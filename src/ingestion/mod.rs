//! Format detection and per-format adapters.
//!
//! Most callers go through [`classify`] and [`open_adapter`]:
//!
//! - [`classify`] maps a path to a closed [`FormatTag`]
//! - [`open_adapter`] binds a tag to its [`FormatAdapter`]
//! - the adapter extracts [`FileMetadata`] and streams [`NativeRow`]s lazily
//!
//! Format-specific implementations live under:
//! - [`maccor_text`] (tab/comma text)
//! - `maccor_excel` (spreadsheets, feature `excel`)
//! - [`biologic_mpt`] (EC-Lab ASCII)
//! - [`biologic_mpr`] (EC-Lab binary)

pub mod biologic_mpr;
pub mod biologic_mpt;
pub mod classify;
#[cfg(feature = "excel")]
pub mod maccor_excel;
pub mod maccor_text;
pub mod observability;

use std::collections::{BTreeMap, BTreeSet};
use std::path::Path;

use chrono::{NaiveDate, NaiveDateTime};
use serde::{Deserialize, Serialize};

use crate::error::{HarvestError, HarvestResult};
use crate::types::{CanonicalColumn, NativeRow, RawValue};

pub use classify::{classify, FormatTag};
pub use observability::{
    CompositeObserver, FileObserver, HarvestContext, HarvestObserver, HarvestSeverity, HarvestStats,
    StdErrObserver, TracingObserver,
};

/// Lazy, finite, non-restartable sequence of source rows in file order.
pub type RowStream = Box<dyn Iterator<Item = HarvestResult<NativeRow>>>;

/// Static native-column-name → canonical-column mapping of an adapter.
pub type ColumnMapping = BTreeMap<String, CanonicalColumn>;

/// What a file says about one of its native columns.
#[derive(Debug, Clone, PartialEq, Eq, Serialize, Deserialize)]
pub struct ColumnInfo {
    pub name: String,
    /// At least one non-empty value exists.
    pub has_data: bool,
    /// Every non-empty value reads as a number.
    pub is_numeric: bool,
}

/// Metadata extracted from a source file.
#[derive(Debug, Clone, PartialEq, Serialize, Deserialize)]
pub struct FileMetadata {
    pub format: FormatTag,
    /// Experiment start, when the file records one.
    pub start_date: Option<NaiveDateTime>,
    /// Free-form key/value pairs from the file header.
    pub properties: BTreeMap<String, String>,
    /// Native columns in file order.
    pub columns: Vec<ColumnInfo>,
}

impl FileMetadata {
    /// Names of native columns that carry numeric data.
    pub fn numeric_columns_with_data(&self) -> BTreeSet<&str> {
        self.columns
            .iter()
            .filter(|c| c.has_data && c.is_numeric)
            .map(|c| c.name.as_str())
            .collect()
    }
}

/// One implementation per [`FormatTag`].
pub trait FormatAdapter {
    fn format(&self) -> FormatTag;

    /// Read header metadata and scan which columns carry numeric data.
    ///
    /// Fails with [`HarvestError::UnsupportedFileType`] when the file does not follow the grammar
    /// its tag promises.
    fn load_metadata(&self, path: &Path) -> HarvestResult<FileMetadata>;

    /// Default mapping of native column names onto the canonical vocabulary.
    fn native_to_canonical(&self) -> ColumnMapping;

    /// Multiplier that brings a native column into its canonical unit (e.g. mA → A).
    fn native_scale(&self, _native: &str) -> f64 {
        1.0
    }

    /// Stream rows restricted to `columns`, without materialising the file.
    fn stream_rows(&self, path: &Path, columns: &BTreeSet<String>) -> HarvestResult<RowStream>;
}

/// Bind a tag to its adapter.
pub fn open_adapter(tag: FormatTag) -> HarvestResult<Box<dyn FormatAdapter>> {
    match tag {
        FormatTag::MaccorTsv => Ok(Box::new(maccor_text::MaccorText::tab())),
        FormatTag::MaccorCsv => Ok(Box::new(maccor_text::MaccorText::comma())),
        FormatTag::MaccorExcel => open_excel_adapter(),
        FormatTag::BiologicMpt => Ok(Box::new(biologic_mpt::BiologicMpt)),
        FormatTag::BiologicMpr => Ok(Box::new(biologic_mpr::BiologicMpr)),
    }
}

fn open_excel_adapter() -> HarvestResult<Box<dyn FormatAdapter>> {
    #[cfg(feature = "excel")]
    {
        Ok(Box::new(maccor_excel::MaccorExcel))
    }

    #[cfg(not(feature = "excel"))]
    {
        Err(HarvestError::Configuration {
            message: "excel ingestion not enabled (enable cargo feature 'excel')".to_string(),
        })
    }
}

/// Accumulates [`ColumnInfo`] while scanning rows.
#[derive(Debug, Default)]
pub(crate) struct ColumnScan {
    names: Vec<String>,
    has_data: Vec<bool>,
    is_numeric: Vec<bool>,
}

impl ColumnScan {
    pub(crate) fn new(names: Vec<String>) -> Self {
        let n = names.len();
        Self {
            names,
            has_data: vec![false; n],
            is_numeric: vec![true; n],
        }
    }

    /// Index of the column called `name`.
    pub(crate) fn position(&self, name: &str) -> Option<usize> {
        self.names.iter().position(|n| n == name)
    }

    pub(crate) fn observe(&mut self, idx: usize, value: &RawValue) {
        if idx >= self.names.len() {
            return;
        }
        match value {
            RawValue::Empty => {}
            RawValue::Number(_) => self.has_data[idx] = true,
            RawValue::Text(s) => {
                if s.trim().is_empty() {
                    return;
                }
                self.has_data[idx] = true;
                if s.trim().parse::<f64>().is_err() {
                    self.is_numeric[idx] = false;
                }
            }
        }
    }

    pub(crate) fn finish(self) -> Vec<ColumnInfo> {
        self.names
            .into_iter()
            .zip(self.has_data)
            .zip(self.is_numeric)
            .map(|((name, has_data), is_numeric)| ColumnInfo {
                name,
                has_data,
                // A column without data tells us nothing; report it as non-numeric.
                is_numeric: has_data && is_numeric,
            })
            .collect()
    }
}

/// Reject empty or duplicated headers.
pub(crate) fn validate_header(path: &Path, header: &[String]) -> HarvestResult<()> {
    let named: Vec<&String> = header.iter().filter(|h| !h.is_empty()).collect();
    if named.len() < 2 {
        return Err(HarvestError::unsupported(
            path,
            format!("header has fewer than two named columns: {header:?}"),
        ));
    }
    let mut seen = BTreeSet::new();
    for h in named {
        if !seen.insert(h.as_str()) {
            return Err(HarvestError::unsupported(
                path,
                format!("duplicate column '{h}' in header"),
            ));
        }
    }
    Ok(())
}

/// Maccor-style `[d ]hh:mm:ss[.fff]` (or plain seconds) into seconds.
pub(crate) fn parse_duration_secs(raw: &str) -> Option<f64> {
    let s = raw.trim();
    if s.is_empty() {
        return None;
    }
    if let Ok(v) = s.parse::<f64>() {
        return Some(v);
    }
    let (days, clock) = match s.split_once('d') {
        Some((d, rest)) => (d.trim().parse::<f64>().ok()?, rest.trim()),
        None => (0.0, s),
    };
    let parts: Vec<&str> = clock.split(':').collect();
    if parts.len() != 3 {
        return None;
    }
    let h = parts[0].parse::<f64>().ok()?;
    let m = parts[1].parse::<f64>().ok()?;
    let sec = parts[2].parse::<f64>().ok()?;
    Some(((days * 24.0 + h) * 60.0 + m) * 60.0 + sec)
}

const DATETIME_FORMATS: &[&str] = &[
    "%m/%d/%Y %I:%M:%S %p",
    "%m/%d/%Y %H:%M:%S%.f",
    "%m/%d/%Y %H:%M:%S",
    "%m/%d/%Y %H:%M",
    "%Y-%m-%d %H:%M:%S",
    "%Y-%m-%dT%H:%M:%S",
];

const DATE_FORMATS: &[&str] = &["%m/%d/%Y", "%Y-%m-%d", "%m/%d/%y"];

/// Best-effort parse of instrument date stamps; date-only values map to midnight.
pub(crate) fn parse_instrument_datetime(raw: &str) -> Option<NaiveDateTime> {
    let s = raw.trim();
    DATETIME_FORMATS
        .iter()
        .find_map(|f| NaiveDateTime::parse_from_str(s, f).ok())
        .or_else(|| {
            DATE_FORMATS
                .iter()
                .find_map(|f| NaiveDate::parse_from_str(s, f).ok())
                .and_then(|d| d.and_hms_opt(0, 0, 0))
        })
}

#[cfg(test)]
mod tests {
    use super::*;

    #[test]
    fn durations_accept_clock_and_day_prefix() {
        assert_eq!(parse_duration_secs("12.5"), Some(12.5));
        assert_eq!(parse_duration_secs("00:01:30"), Some(90.0));
        assert_eq!(parse_duration_secs("1d 00:00:01.5"), Some(86_401.5));
        assert_eq!(parse_duration_secs("C"), None);
    }

    #[test]
    fn instrument_dates_parse_common_layouts() {
        let dt = parse_instrument_datetime("03/26/2019 5:47:02 PM").unwrap();
        assert_eq!(dt.to_string(), "2019-03-26 17:47:02");
        let d = parse_instrument_datetime("03/26/2019").unwrap();
        assert_eq!(d.to_string(), "2019-03-26 00:00:00");
        assert!(parse_instrument_datetime("yesterday").is_none());
    }

    #[test]
    fn column_scan_reports_text_columns_as_non_numeric() {
        let mut scan = ColumnScan::new(vec!["Amps".into(), "State".into(), "Spare".into()]);
        scan.observe(0, &RawValue::Text("0.5".into()));
        scan.observe(1, &RawValue::Text("C".into()));
        scan.observe(2, &RawValue::Empty);
        let info = scan.finish();
        assert!(info[0].has_data && info[0].is_numeric);
        assert!(info[1].has_data && !info[1].is_numeric);
        assert!(!info[2].has_data);
    }

    #[test]
    fn header_validation_rejects_duplicates() {
        let p = Path::new("x.txt");
        assert!(validate_header(p, &["A".into(), "B".into()]).is_ok());
        assert!(validate_header(p, &["A".into(), "A".into()]).is_err());
        assert!(validate_header(p, &["A".into()]).is_err());
    }
}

----

● Your objective: Every line above in which the word "filter" is present must be copied into the answer.

● Output for this exercise:
            .filter(|c| c.has_data && c.is_numeric)
    let named: Vec<&String> = header.iter().filter(|h| !h.is_empty()).collect();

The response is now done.